When installing a firmware, Launcher chooses an install layout based on the app size and any required data partitions. It can use an existing OTA slot, create a new app partition, resize free space, or offer repartition choices when the current layout is not large enough.

For firmware with data files, Launcher can install:

  • the application image into an OTA app partition
  • SPIFFS or LittleFS-style data into the spiffs partition
  • FAT data into vfs or sys partitions, used by firmware such as UIFlow2, CircuitPython, and MicroHydra-style environments

After installation, Launcher stores app metadata and can expose the installed firmware as a launcher menu entry.

Configuration storage

Launcher stores current settings in NVS and can also keep SD-card configuration data in /config.conf for compatibility and portability. WiFi credentials are encrypted before being saved. WebUI credentials, UI colors, dim time, orientation, file listing behavior, boot behavior, and the last installed app are all persisted.

The default WebUI login is:

  • user: admin
  • password: launcher

Change these from the configuration file or NVS editor if the device is used on an untrusted network.

Supported device model

Launcher supports many hardware families, not a single fixed board.
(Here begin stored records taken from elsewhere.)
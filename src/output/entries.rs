use std::io::{self, Write};

use chrono::SecondsFormat;

use super::{Format, clip, write_json};
use crate::filters::count_by_type;
use crate::models::ConversationEntry;

/// Render entries; `limit` caps the text shown per entry in list form (0 = no cap).
pub fn write_entries<W: Write>(
    w: &mut W,
    entries: &[ConversationEntry],
    format: Format,
    limit: usize,
) -> io::Result<()> {
    match format {
        Format::Json => write_json(w, entries),
        Format::Summary => write_entry_summary(w, entries),
        _ => write_entry_list(w, entries, limit),
    }
}

/// `[HH:MM:SS] type: text` per entry, with tool calls noted when there is no text.
pub fn write_entry_list<W: Write>(
    w: &mut W,
    entries: &[ConversationEntry],
    limit: usize,
) -> io::Result<()> {
    for entry in entries {
        let time = entry
            .parsed_timestamp()
            .map(|ts| ts.format("%H:%M:%S").to_string())
            .unwrap_or_else(|| "--:--:--".to_string());

        let mut text = entry.text_content();
        if text.is_empty() {
            let tools: Vec<String> = entry.tool_uses().into_iter().map(|t| t.name).collect();
            if !tools.is_empty() {
                text = format!("[tools: {}]", tools.join(", "));
            }
        }
        let text = clip(&text, limit).replace('\n', " ");

        write!(w, "[{}] {}", time, entry.entry_type)?;
        if !entry.agent_id.is_empty() {
            write!(w, " ({})", entry.agent_id)?;
        }
        writeln!(w, ": {}", text)?;
    }
    Ok(())
}

/// Total count, first-to-last time range, and a per-type breakdown sorted by type name.
pub fn write_entry_summary<W: Write>(w: &mut W, entries: &[ConversationEntry]) -> io::Result<()> {
    let (Some(first), Some(last)) = (entries.first(), entries.last()) else {
        return writeln!(w, "No entries");
    };

    let stamp = |entry: &ConversationEntry| {
        entry
            .parsed_timestamp()
            .map(|ts| ts.to_rfc3339_opts(SecondsFormat::Secs, true))
            .unwrap_or_else(|| "unknown".to_string())
    };

    writeln!(w, "Total entries: {}", entries.len())?;
    writeln!(w, "Time range: {} to {}", stamp(first), stamp(last))?;
    writeln!(w)?;
    writeln!(w, "Breakdown by type:")?;
    for (entry_type, count) in count_by_type(entries) {
        writeln!(w, "  {}: {}", entry_type, count)?;
    }
    Ok(())
}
Each device port usually includes:

  • boards/_jsonfiles/[board].json for the PlatformIO board definition
  • boards/[board]/platformio.ini for the build environment
  • boards/[board]/interface.cpp for board-specific setup
  • boards/pinouts/[board].h for display, SD, buttons, touch, keyboard, battery, and bus pins

The repository currently includes targets for M5Stack devices, LilyGo devices, CYD displays, Marauder/AWOK-style boards, Elecrow display boards, headless ESP32/ESP32-S3 builds, Arduino Nesso N1, Reaper, Smoochiee, Waveshare, and other ESP32 display modules.